TASK DESCRIPTION »
The answer should be an exact repeat of the stretch of material below from the line containing "self.local_i32 += 1;" through the line containing "self.local_f64 += 1;".

DATA SUPPLIED »

◇ ◇ ◇ ◇

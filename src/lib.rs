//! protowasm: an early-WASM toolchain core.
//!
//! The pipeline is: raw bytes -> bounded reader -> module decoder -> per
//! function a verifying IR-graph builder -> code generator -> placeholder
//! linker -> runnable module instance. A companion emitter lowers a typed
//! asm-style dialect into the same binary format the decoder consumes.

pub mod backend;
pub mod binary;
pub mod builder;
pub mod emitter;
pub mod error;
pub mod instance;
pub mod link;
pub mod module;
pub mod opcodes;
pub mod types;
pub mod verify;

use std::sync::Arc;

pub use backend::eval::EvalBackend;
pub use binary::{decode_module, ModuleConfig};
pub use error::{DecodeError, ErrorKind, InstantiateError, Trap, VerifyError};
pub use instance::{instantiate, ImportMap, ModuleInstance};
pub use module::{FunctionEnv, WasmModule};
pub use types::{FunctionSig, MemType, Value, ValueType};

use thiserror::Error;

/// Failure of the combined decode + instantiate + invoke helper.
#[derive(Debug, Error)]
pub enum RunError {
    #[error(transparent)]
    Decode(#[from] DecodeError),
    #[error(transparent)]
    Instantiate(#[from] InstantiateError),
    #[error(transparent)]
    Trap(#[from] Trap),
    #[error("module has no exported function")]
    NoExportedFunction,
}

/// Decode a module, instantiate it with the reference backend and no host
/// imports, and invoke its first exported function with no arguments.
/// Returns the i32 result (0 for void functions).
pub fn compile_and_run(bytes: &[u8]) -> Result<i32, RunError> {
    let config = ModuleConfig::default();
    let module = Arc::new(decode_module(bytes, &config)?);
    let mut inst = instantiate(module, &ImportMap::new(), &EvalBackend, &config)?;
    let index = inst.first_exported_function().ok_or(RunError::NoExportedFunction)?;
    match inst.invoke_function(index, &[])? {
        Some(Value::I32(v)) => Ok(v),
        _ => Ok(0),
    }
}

◇ ◇ ◇ ◇

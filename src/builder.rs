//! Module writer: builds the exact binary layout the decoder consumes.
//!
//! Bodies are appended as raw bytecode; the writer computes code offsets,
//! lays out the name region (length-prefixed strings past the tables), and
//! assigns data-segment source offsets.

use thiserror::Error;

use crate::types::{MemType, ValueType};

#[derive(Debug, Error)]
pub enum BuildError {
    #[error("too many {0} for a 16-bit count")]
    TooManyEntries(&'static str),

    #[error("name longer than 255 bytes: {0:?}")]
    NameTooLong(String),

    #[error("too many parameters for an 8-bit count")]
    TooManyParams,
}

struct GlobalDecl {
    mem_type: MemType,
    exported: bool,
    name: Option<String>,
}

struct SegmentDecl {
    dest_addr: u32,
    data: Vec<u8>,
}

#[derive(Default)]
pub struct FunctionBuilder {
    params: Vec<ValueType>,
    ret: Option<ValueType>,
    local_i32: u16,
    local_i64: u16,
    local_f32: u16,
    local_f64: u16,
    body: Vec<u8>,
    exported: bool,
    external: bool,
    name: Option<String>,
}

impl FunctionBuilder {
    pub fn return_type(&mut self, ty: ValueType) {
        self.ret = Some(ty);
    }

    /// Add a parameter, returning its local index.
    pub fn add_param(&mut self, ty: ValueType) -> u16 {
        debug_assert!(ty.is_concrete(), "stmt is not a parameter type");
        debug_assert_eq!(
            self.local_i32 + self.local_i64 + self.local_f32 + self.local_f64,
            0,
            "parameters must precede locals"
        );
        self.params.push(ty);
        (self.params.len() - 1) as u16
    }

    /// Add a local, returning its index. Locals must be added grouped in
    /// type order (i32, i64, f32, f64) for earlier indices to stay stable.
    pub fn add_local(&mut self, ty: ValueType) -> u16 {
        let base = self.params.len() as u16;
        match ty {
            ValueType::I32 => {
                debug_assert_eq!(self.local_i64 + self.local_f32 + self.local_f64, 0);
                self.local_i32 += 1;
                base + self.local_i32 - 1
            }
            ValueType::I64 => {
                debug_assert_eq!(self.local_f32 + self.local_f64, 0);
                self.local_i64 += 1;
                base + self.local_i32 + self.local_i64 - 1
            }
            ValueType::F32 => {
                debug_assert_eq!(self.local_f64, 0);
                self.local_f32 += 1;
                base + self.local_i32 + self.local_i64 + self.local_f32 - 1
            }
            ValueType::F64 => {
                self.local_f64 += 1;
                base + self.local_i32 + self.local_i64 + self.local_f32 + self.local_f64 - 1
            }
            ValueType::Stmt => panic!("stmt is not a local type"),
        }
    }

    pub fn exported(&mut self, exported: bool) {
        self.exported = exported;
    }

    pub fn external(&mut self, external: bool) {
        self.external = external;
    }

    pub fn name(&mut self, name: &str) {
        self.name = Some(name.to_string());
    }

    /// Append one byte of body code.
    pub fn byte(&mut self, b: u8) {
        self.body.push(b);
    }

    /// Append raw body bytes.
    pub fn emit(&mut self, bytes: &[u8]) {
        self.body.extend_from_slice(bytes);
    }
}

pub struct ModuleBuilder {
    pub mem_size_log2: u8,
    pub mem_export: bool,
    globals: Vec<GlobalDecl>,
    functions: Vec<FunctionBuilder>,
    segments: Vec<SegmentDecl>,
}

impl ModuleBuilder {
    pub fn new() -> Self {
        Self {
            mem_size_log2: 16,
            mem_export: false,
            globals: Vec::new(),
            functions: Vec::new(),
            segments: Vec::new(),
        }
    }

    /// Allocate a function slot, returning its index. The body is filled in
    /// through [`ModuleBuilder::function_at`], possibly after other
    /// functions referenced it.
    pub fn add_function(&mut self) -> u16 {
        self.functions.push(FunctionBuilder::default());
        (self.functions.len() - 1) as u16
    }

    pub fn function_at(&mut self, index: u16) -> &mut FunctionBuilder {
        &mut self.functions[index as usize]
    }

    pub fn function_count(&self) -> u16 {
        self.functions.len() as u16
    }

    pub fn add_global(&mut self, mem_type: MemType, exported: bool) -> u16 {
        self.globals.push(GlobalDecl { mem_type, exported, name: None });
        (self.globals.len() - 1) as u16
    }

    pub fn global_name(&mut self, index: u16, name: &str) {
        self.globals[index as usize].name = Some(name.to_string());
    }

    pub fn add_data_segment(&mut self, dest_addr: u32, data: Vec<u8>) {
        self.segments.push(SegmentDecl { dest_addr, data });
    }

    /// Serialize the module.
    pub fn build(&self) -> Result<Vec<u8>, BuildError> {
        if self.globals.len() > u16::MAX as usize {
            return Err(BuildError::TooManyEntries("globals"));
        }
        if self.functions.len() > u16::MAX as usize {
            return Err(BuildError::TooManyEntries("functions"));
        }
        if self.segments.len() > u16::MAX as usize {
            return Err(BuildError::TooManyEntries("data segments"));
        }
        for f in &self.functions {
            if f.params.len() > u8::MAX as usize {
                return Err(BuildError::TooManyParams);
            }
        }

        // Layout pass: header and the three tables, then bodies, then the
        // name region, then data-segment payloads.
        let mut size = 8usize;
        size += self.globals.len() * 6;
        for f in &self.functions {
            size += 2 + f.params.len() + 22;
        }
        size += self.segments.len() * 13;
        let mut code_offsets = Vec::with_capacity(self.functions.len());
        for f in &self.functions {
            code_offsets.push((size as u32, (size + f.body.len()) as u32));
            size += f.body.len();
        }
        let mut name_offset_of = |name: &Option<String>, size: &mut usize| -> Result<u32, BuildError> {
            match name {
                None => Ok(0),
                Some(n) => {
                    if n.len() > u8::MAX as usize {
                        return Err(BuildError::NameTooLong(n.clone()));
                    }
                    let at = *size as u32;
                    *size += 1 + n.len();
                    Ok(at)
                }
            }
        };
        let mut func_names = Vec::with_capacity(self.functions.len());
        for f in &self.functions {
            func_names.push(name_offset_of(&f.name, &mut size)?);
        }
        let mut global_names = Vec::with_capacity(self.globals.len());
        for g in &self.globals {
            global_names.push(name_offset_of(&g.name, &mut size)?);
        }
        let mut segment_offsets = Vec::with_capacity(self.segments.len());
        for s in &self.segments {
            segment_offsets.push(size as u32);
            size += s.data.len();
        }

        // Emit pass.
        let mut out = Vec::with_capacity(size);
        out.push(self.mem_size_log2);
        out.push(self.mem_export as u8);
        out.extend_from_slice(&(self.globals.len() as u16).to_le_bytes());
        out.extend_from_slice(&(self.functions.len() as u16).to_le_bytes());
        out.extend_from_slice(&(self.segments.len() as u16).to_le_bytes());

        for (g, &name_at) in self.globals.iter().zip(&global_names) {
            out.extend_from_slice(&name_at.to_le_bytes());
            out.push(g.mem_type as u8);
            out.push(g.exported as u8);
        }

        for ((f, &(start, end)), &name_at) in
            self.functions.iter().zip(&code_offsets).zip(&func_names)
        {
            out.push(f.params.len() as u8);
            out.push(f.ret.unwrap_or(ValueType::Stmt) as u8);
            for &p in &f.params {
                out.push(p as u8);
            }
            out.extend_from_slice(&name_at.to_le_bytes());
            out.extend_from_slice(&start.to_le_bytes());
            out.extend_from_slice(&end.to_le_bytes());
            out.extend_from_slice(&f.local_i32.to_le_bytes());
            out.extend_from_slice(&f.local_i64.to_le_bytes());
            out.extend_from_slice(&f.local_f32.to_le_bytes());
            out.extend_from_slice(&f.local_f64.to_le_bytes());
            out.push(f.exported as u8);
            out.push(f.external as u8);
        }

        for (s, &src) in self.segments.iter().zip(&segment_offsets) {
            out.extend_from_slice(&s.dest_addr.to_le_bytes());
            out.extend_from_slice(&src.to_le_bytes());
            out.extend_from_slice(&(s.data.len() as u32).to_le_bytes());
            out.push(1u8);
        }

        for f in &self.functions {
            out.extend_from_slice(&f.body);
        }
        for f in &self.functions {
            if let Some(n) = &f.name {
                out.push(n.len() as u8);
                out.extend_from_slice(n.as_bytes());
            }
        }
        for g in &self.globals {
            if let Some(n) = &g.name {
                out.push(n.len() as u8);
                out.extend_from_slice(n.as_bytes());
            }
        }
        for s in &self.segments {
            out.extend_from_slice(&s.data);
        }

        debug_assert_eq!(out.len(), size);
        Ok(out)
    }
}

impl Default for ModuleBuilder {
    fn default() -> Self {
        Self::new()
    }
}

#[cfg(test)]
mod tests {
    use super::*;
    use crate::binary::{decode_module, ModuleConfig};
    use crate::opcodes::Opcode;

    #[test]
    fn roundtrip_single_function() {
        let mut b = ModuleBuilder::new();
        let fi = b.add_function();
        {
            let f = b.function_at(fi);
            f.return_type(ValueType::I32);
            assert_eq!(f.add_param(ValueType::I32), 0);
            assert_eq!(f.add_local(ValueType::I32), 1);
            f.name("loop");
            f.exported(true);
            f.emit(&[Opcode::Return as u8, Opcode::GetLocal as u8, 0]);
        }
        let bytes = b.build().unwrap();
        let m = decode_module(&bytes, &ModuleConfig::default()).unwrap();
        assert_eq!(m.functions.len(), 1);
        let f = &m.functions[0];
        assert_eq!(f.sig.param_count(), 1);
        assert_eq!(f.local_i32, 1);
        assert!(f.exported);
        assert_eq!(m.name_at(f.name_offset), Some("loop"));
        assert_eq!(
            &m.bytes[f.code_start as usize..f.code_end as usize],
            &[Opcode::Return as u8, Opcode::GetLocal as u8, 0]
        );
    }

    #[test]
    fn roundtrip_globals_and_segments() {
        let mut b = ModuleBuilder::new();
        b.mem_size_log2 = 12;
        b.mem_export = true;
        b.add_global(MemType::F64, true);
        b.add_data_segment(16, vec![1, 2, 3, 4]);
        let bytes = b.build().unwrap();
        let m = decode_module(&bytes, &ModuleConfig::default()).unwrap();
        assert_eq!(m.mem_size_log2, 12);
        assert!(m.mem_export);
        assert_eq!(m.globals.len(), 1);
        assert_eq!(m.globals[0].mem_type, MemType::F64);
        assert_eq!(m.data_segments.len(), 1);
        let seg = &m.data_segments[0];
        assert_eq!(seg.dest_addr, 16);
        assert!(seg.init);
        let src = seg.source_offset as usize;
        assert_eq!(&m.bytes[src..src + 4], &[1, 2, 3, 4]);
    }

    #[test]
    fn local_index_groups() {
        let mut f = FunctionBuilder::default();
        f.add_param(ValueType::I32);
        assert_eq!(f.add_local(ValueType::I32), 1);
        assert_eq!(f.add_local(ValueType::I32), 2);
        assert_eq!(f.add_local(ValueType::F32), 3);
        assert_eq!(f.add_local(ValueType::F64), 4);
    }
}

◇ ◇ ◇ ◇

RESULT FOR THIS EXERCISE »
                self.local_i32 += 1;
                base + self.local_i32 - 1
            }
            ValueType::I64 => {
                debug_assert_eq!(self.local_f32 + self.local_f64, 0);
                self.local_i64 += 1;
                base + self.local_i32 + self.local_i64 - 1
            }
            ValueType::F32 => {
                debug_assert_eq!(self.local_f64, 0);
                self.local_f32 += 1;
                base + self.local_i32 + self.local_i64 + self.local_f32 - 1
            }
            ValueType::F64 => {
                self.local_f64 += 1;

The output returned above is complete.